Start of Records for this exercise

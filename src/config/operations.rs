//! Config loading, environment overrides, and validation.

use super::model::Config;
use crate::error::{ParleyError, Result};
use regex::{Regex, RegexBuilder};
use std::path::{Path, PathBuf};
use std::time::Duration;

/// Config file picked up from the working directory when no path is given.
pub const DEFAULT_CONFIG_FILE: &str = "parley.yaml";

impl Config {
    /// Load config from a YAML file.
    ///
    /// Unknown fields in the YAML are silently ignored for forward compatibility.
    pub fn load<P: AsRef<Path>>(path: P) -> Result<Self> {
        let path = path.as_ref();

        let content = std::fs::read_to_string(path).map_err(|e| {
            ParleyError::ConfigError(format!(
                "failed to read config file '{}': {}",
                path.display(),
                e
            ))
        })?;

        Self::from_yaml(&content)
    }

    /// Parse config from a YAML string.
    pub fn from_yaml(yaml: &str) -> Result<Self> {
        let config: Config = serde_yaml::from_str(yaml)
            .map_err(|e| ParleyError::ConfigError(format!("failed to parse config YAML: {}", e)))?;

        config.validate()?;
        Ok(config)
    }

    /// Serialize config to YAML string. The model API key is never included.
    pub fn to_yaml(&self) -> Result<String> {
        serde_yaml::to_string(self).map_err(|e| {
            ParleyError::ConfigError(format!("failed to serialize config to YAML: {}", e))
        })
    }

    /// Resolve the effective configuration for this process.
    ///
    /// An explicit path must exist. Without one, `parley.yaml` in the working
    /// directory is used if present, otherwise defaults. Environment overrides
    /// are applied last and the result is validated again.
    pub fn resolve(explicit: Option<&Path>) -> Result<Self> {
        let mut config = match explicit {
            Some(path) => Self::load(path)?,
            None => {
                let candidate = PathBuf::from(DEFAULT_CONFIG_FILE);
                if candidate.is_file() {
                    Self::load(&candidate)?
                } else {
                    Self::default()
                }
            }
        };

        config.apply_env(|key| std::env::var(key).ok())?;
        config.validate()?;
        Ok(config)
    }

    /// Apply environment overrides using `lookup` to read variables.
    ///
    /// Empty values are treated as unset.
    pub fn apply_env<F>(&mut self, lookup: F) -> Result<()>
    where
        F: Fn(&str) -> Option<String>,
    {
        let get = |key: &str| lookup(key).filter(|v| !v.trim().is_empty());

        if let Some(program) = get("PYTHON_BIN") {
            let (_, entry_args) = self.agent_argv()?;
            let mut argv = vec![program];
            argv.extend(entry_args);
            self.agent.command = shell_words::join(argv);
        }
        if let Some(raw) = get("CHAT_ASSISTANT_TIMEOUT_MS") {
            self.agent.timeout_ms = raw.trim().parse().map_err(|_| {
                ParleyError::ConfigError(format!(
                    "CHAT_ASSISTANT_TIMEOUT_MS must be a whole number of milliseconds (found '{}')",
                    raw
                ))
            })?;
        }
        if let Some(dir) = get("CHAT_ASSISTANT_CWD") {
            self.agent.working_dir = Some(PathBuf::from(dir));
        }
        if let Some(url) = get("BACKEND_API_URL") {
            self.backend.api_base_url = Some(url);
        }
        if let Some(url) = get("RENDER_EXTERNAL_URL") {
            self.backend.external_url = Some(url);
        }
        if let Some(raw) = get("PORT") {
            self.backend.port = raw.trim().parse().map_err(|_| {
                ParleyError::ConfigError(format!("PORT must be a valid port number (found '{}')", raw))
            })?;
        }
        if let Some(key) = get("OPENAI_API_KEY") {
            self.fallback.api_key = Some(key);
        }
        if let Some(model) = get("OPENAI_MODEL") {
            self.fallback.model = model;
        }

        Ok(())
    }

    /// Validate config values and return error on invalid values.
    pub fn validate(&self) -> Result<()> {
        if self.agent.timeout_ms == 0 {
            return Err(ParleyError::ConfigError(
                "agent.timeout_ms must be greater than 0".to_string(),
            ));
        }

        if self.agent.reply_marker.trim().is_empty() {
            return Err(ParleyError::ConfigError(
                "agent.reply_marker must not be empty".to_string(),
            ));
        }

        self.agent_argv()?;
        self.degenerate_regexes()?;

        if self.history.side_channel_limit == 0 {
            return Err(ParleyError::ConfigError(
                "history.side_channel_limit must be greater than 0".to_string(),
            ));
        }

        if self.backend.port == 0 {
            return Err(ParleyError::ConfigError(
                "backend.port must be greater than 0".to_string(),
            ));
        }

        if !(0.0..=2.0).contains(&self.fallback.temperature) {
            return Err(ParleyError::ConfigError(format!(
                "fallback.temperature must be between 0 and 2 (found {})",
                self.fallback.temperature
            )));
        }

        if self.fallback.history_limit == 0 {
            return Err(ParleyError::ConfigError(
                "fallback.history_limit must be greater than 0".to_string(),
            ));
        }

        if self.fallback.request_timeout_secs == 0 {
            return Err(ParleyError::ConfigError(
                "fallback.request_timeout_secs must be greater than 0".to_string(),
            ));
        }

        if self.fallback.endpoint.trim().is_empty() {
            return Err(ParleyError::ConfigError(
                "fallback.endpoint must not be empty".to_string(),
            ));
        }

        Ok(())
    }

    /// Split `agent.command` into the program and its module entry arguments.
    pub fn agent_argv(&self) -> Result<(String, Vec<String>)> {
        let mut args = shell_words::split(&self.agent.command).map_err(|e| {
            ParleyError::ConfigError(format!(
                "failed to parse agent.command '{}': {}\n\
                 Fix: check for unmatched quotes or invalid escape sequences.",
                self.agent.command, e
            ))
        })?;

        if args.is_empty() {
            return Err(ParleyError::ConfigError(
                "agent.command must name a program to run".to_string(),
            ));
        }

        let program = args.remove(0);
        Ok((program, args))
    }

    /// Supervision window for one agent run.
    pub fn agent_timeout(&self) -> Duration {
        Duration::from_millis(self.agent.timeout_ms)
    }

    /// Compile `agent.degenerate_patterns` case-insensitively.
    pub fn degenerate_regexes(&self) -> Result<Vec<Regex>> {
        self.agent
            .degenerate_patterns
            .iter()
            .map(|pattern| {
                RegexBuilder::new(pattern)
                    .case_insensitive(true)
                    .build()
                    .map_err(|e| {
                        ParleyError::ConfigError(format!(
                            "agent.degenerate_patterns entry '{}' is not a valid regex: {}",
                            pattern, e
                        ))
                    })
            })
            .collect()
    }

    /// Directory for transient history files.
    pub fn scratch_dir(&self) -> PathBuf {
        self.history
            .scratch_dir
            .clone()
            .unwrap_or_else(std::env::temp_dir)
    }

    /// Whether a model key is available for the fallback path.
    pub fn has_fallback_credential(&self) -> bool {
        self.fallback
            .api_key
            .as_deref()
            .is_some_and(|key| !key.trim().is_empty())
    }
}
//! Parley CLI entry point.
//!
//! Parses arguments, sets up logging, dispatches to the command handler, and
//! maps errors to exit codes.

use parley::cli::Cli;
use parley::{commands, exit_codes, logging};
use std::process::ExitCode;

#[tokio::main]
async fn main() -> ExitCode {
    let cli = Cli::parse_args();
    logging::init(cli.verbose);

    match commands::dispatch(cli).await {
        Ok(()) => ExitCode::from(exit_codes::SUCCESS as u8),
        Err(err) => {
            // Print user-actionable error message to stderr
            eprintln!("Error: {}", err);
            ExitCode::from(err.exit_code() as u8)
        }
    }
}
//! History side channel.
//!
//! Prior turns never go through the agent's stdin. They are written once to a
//! transient JSON file whose path is handed to the agent as
//! `--history-file <path>`.

use crate::conversation::PriorTurn;
use crate::error::{ParleyError, Result};
use chrono::Utc;
use std::fs::OpenOptions;
use std::io::Write;
use std::path::{Path, PathBuf};
use std::sync::atomic::{AtomicU64, Ordering};

/// Process-local disambiguator for artifact names created in the same millisecond.
static ARTIFACT_SEQ: AtomicU64 = AtomicU64::new(0);

/// A serialized history file that must be removed after the run.
#[derive(Debug)]
pub struct TransientArtifact {
    path: PathBuf,
}

impl TransientArtifact {
    pub fn path(&self) -> &Path {
        &self.path
    }

    /// Remove the file. A file that is already gone counts as removed.
    pub fn remove(self) -> std::io::Result<()> {
        match std::fs::remove_file(&self.path) {
            Err(e) if e.kind() != std::io::ErrorKind::NotFound => Err(e),
            _ => Ok(()),
        }
    }
}

/// Write the last `limit` turns of `history` into `scratch_dir`.
///
/// Returns `Ok(None)` when there is no history to share.
pub fn write_history(
    scratch_dir: &Path,
    history: &[PriorTurn],
    limit: usize,
) -> Result<Option<TransientArtifact>> {
    if history.is_empty() {
        return Ok(None);
    }

    let start = history.len().saturating_sub(limit);
    let payload = serde_json::to_vec(&history[start..]).map_err(|e| {
        ParleyError::UserError(format!("failed to serialize conversation history: {}", e))
    })?;

    let path = scratch_dir.join(artifact_name());

    // create_new keeps two requests from ever sharing a file.
    let mut file = OpenOptions::new()
        .write(true)
        .create_new(true)
        .open(&path)
        .map_err(|e| {
            ParleyError::UserError(format!(
                "failed to create history file '{}': {}",
                path.display(),
                e
            ))
        })?;

    let artifact = TransientArtifact { path };

    if let Err(e) = file.write_all(&payload).and_then(|_| file.flush()) {
        let message = format!(
            "failed to write history file '{}': {}",
            artifact.path.display(),
            e
        );
        drop(file);
        let _ = artifact.remove();
        return Err(ParleyError::UserError(message));
    }

    Ok(Some(artifact))
}

fn artifact_name() -> String {
    format!(
        "parley-history-{}-{}-{}.json",
        Utc::now().timestamp_millis(),
        std::process::id(),
        ARTIFACT_SEQ.fetch_add(1, Ordering::Relaxed)
    )
}
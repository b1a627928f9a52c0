//! Reply extraction from agent stdout.
//!
//! The agent prints whatever it likes (progress, tool traces, warnings) and
//! marks its answer with a line starting with the reply marker, e.g.
//! `Assistant: ...`. Everything here is pure string processing.
//!
//! Marker matching is ASCII case-insensitive.

use crate::config::Config;
use crate::error::Result;
use regex::Regex;

/// What the extractor made of the agent's output.
#[derive(Debug, Clone, PartialEq, Eq)]
pub enum Extraction {
    /// A usable reply.
    Reply(String),
    /// No marker anywhere in the output.
    NotFound,
    /// A marker was found but what follows is empty or startup boilerplate.
    Degenerate(String),
}

/// Locates and classifies the reply in captured stdout.
#[derive(Debug, Clone)]
pub struct ReplyExtractor {
    marker: String,
    degenerate: Vec<Regex>,
}

impl ReplyExtractor {
    pub fn new(marker: impl Into<String>, degenerate: Vec<Regex>) -> Self {
        Self {
            marker: marker.into().trim().to_string(),
            degenerate,
        }
    }

    pub fn from_config(config: &Config) -> Result<Self> {
        Ok(Self::new(
            config.agent.reply_marker.clone(),
            config.degenerate_regexes()?,
        ))
    }

    pub fn marker(&self) -> &str {
        &self.marker
    }

    pub fn extract(&self, stdout: &str) -> Extraction {
        match find_reply(stdout, &self.marker) {
            None => Extraction::NotFound,
            Some(reply) if self.is_degenerate(&reply) => Extraction::Degenerate(reply),
            Some(reply) => Extraction::Reply(reply),
        }
    }

    fn is_degenerate(&self, reply: &str) -> bool {
        reply.is_empty() || self.degenerate.iter().any(|re| re.is_match(reply))
    }
}

/// Find the reply block in `stdout`.
///
/// The last line whose trimmed content starts with `marker` opens the block;
/// the block runs to the end of the output with only the marker stripped.
/// Without such a line, everything after the last occurrence of `marker`
/// anywhere in the text is used. Returns `None` when the marker never appears.
/// The returned text is trimmed and may be empty.
pub fn find_reply(stdout: &str, marker: &str) -> Option<String> {
    let marker = marker.trim();
    if marker.is_empty() {
        return None;
    }

    let from_line = reply_from_marker_line(stdout, marker);
    if let Some(reply) = &from_line
        && !reply.is_empty()
    {
        return from_line;
    }

    reply_after_last_occurrence(stdout, marker).or(from_line)
}

fn reply_from_marker_line(stdout: &str, marker: &str) -> Option<String> {
    let lines: Vec<&str> = stdout.lines().collect();

    let (index, first) = lines
        .iter()
        .enumerate()
        .rev()
        .find_map(|(i, line)| strip_marker(line.trim(), marker).map(|rest| (i, rest)))?;

    let mut block = vec![first.trim_start()];
    block.extend_from_slice(&lines[index + 1..]);
    Some(block.join("\n").trim().to_string())
}

fn reply_after_last_occurrence(stdout: &str, marker: &str) -> Option<String> {
    // ASCII lowercasing keeps byte offsets aligned with the original text.
    let haystack = stdout.to_ascii_lowercase();
    let needle = marker.to_ascii_lowercase();
    let start = haystack.rfind(&needle)? + needle.len();
    Some(stdout[start..].trim().to_string())
}

fn strip_marker<'a>(line: &'a str, marker: &str) -> Option<&'a str> {
    let prefix = line.get(..marker.len())?;
    if prefix.eq_ignore_ascii_case(marker) {
        Some(&line[marker.len()..])
    } else {
        None
    }
}
//! CLI argument parsing for parley.
//!
//! Uses clap derive macros for declarative argument definitions.
//! This module defines the command structure; actual implementations
//! are in the `commands` module.

use clap::{ArgAction, Parser, Subcommand};
use std::path::PathBuf;

/// Parley: send one chat message through an external agent, with a model
/// fallback when the agent has nothing usable to say.
#[derive(Parser, Debug)]
#[command(name = "parley")]
#[command(author, version, about, long_about = None)]
#[command(propagate_version = true)]
pub struct Cli {
    /// Config file (defaults to ./parley.yaml when present).
    #[arg(long, global = true, env = "PARLEY_CONFIG", value_name = "PATH")]
    pub config: Option<PathBuf>,

    /// Enable debug logging.
    #[arg(short, long, global = true, action = ArgAction::SetTrue)]
    pub verbose: bool,

    #[command(subcommand)]
    pub command: Command,
}

/// Available commands for parley.
#[derive(Subcommand, Debug)]
pub enum Command {
    /// Send one message and print the reply.
    ///
    /// Runs the configured agent once under the timeout; falls back to the
    /// chat-completion endpoint when it fails.
    Send(SendArgs),

    /// Extract the reply from captured agent output.
    ///
    /// Reads the file (or stdin) and prints what the dispatcher would take as
    /// the agent's reply. Exits with 1 when there is none.
    Extract(ExtractArgs),

    /// Print the effective configuration as YAML.
    ///
    /// Includes environment overrides. The model API key is never printed.
    Config,
}

/// Arguments for the `send` command.
#[derive(Parser, Debug)]
pub struct SendArgs {
    /// Client the conversation is about.
    #[arg(long, value_name = "ID")]
    pub client_id: String,

    /// Id of the user sending the message.
    #[arg(long, value_name = "ID")]
    pub user_id: String,

    /// User's email, shown to the model.
    #[arg(long, value_name = "EMAIL")]
    pub user_email: Option<String>,

    /// User's display name, shown to the model when there is no email.
    #[arg(long, value_name = "NAME")]
    pub user_name: Option<String>,

    /// Message text (read from stdin when omitted).
    #[arg(short, long)]
    pub message: Option<String>,

    /// JSON file with prior turns: `[{"role": "user", "content": "..."}]`.
    #[arg(long, value_name = "FILE")]
    pub history: Option<PathBuf>,

    /// Caller's bearer token, forwarded to the agent.
    #[arg(long, env = "PARLEY_TOKEN", hide_env_values = true)]
    pub token: Option<String>,
}

/// Arguments for the `extract` command.
#[derive(Parser, Debug)]
pub struct ExtractArgs {
    /// Reply marker (defaults to the configured one).
    #[arg(long)]
    pub marker: Option<String>,

    /// File with captured stdout (reads stdin when omitted).
    pub file: Option<PathBuf>,
}

impl Cli {
    /// Parse command line arguments.
    pub fn parse_args() -> Self {
        Cli::parse()
    }
}

#[cfg(test)]
mod tests {
    use super::*;
    use clap::CommandFactory;

    #[test]
    fn cli_debug_assert() {
        // Verifies the CLI arguments configuration is valid
        Cli::command().debug_assert();
    }

    #[test]
    fn parse_send_minimal() {
        let cli = Cli::try_parse_from([
            "parley",
            "send",
            "--client-id",
            "RO123",
            "--user-id",
            "7",
            "--message",
            "What is my balance?",
        ])
        .unwrap();

        assert!(!cli.verbose);
        if let Command::Send(args) = cli.command {
            assert_eq!(args.client_id, "RO123");
            assert_eq!(args.user_id, "7");
            assert_eq!(args.message.as_deref(), Some("What is my balance?"));
            assert!(args.history.is_none());
            assert!(args.user_email.is_none());
        } else {
            panic!("Expected Send command");
        }
    }

    #[test]
    fn parse_send_full() {
        let cli = Cli::try_parse_from([
            "parley",
            "--config",
            "custom.yaml",
            "-v",
            "send",
            "--client-id",
            "RO123",
            "--user-id",
            "7",
            "--user-email",
            "ana@example.com",
            "--user-name",
            "Ana Pop",
            "--history",
            "turns.json",
            "--token",
            "jwt-abc",
        ])
        .unwrap();

        assert!(cli.verbose);
        assert_eq!(cli.config, Some(PathBuf::from("custom.yaml")));
        if let Command::Send(args) = cli.command {
            assert_eq!(args.user_email.as_deref(), Some("ana@example.com"));
            assert_eq!(args.user_name.as_deref(), Some("Ana Pop"));
            assert_eq!(args.history, Some(PathBuf::from("turns.json")));
            assert_eq!(args.token.as_deref(), Some("jwt-abc"));
            assert!(args.message.is_none());
        } else {
            panic!("Expected Send command");
        }
    }

    #[test]
    fn send_requires_client_and_user() {
        assert!(Cli::try_parse_from(["parley", "send", "--user-id", "7"]).is_err());
        assert!(Cli::try_parse_from(["parley", "send", "--client-id", "RO1"]).is_err());
    }

    #[test]
    fn parse_extract() {
        let cli = Cli::try_parse_from(["parley", "extract", "--marker", "Bot:", "out.txt"]).unwrap();
        if let Command::Extract(args) = cli.command {
            assert_eq!(args.marker.as_deref(), Some("Bot:"));
            assert_eq!(args.file, Some(PathBuf::from("out.txt")));
        } else {
            panic!("Expected Extract command");
        }
    }

    #[test]
    fn global_flags_after_subcommand() {
        let cli = Cli::try_parse_from(["parley", "config", "--verbose"]).unwrap();
        assert!(cli.verbose);
        assert!(matches!(cli.command, Command::Config));
    }
}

End of Records for this exercise

Exercise goal:
Nothing but a number is wanted here: please count the lines in the entries above that include the word "prefix".

Written response:
2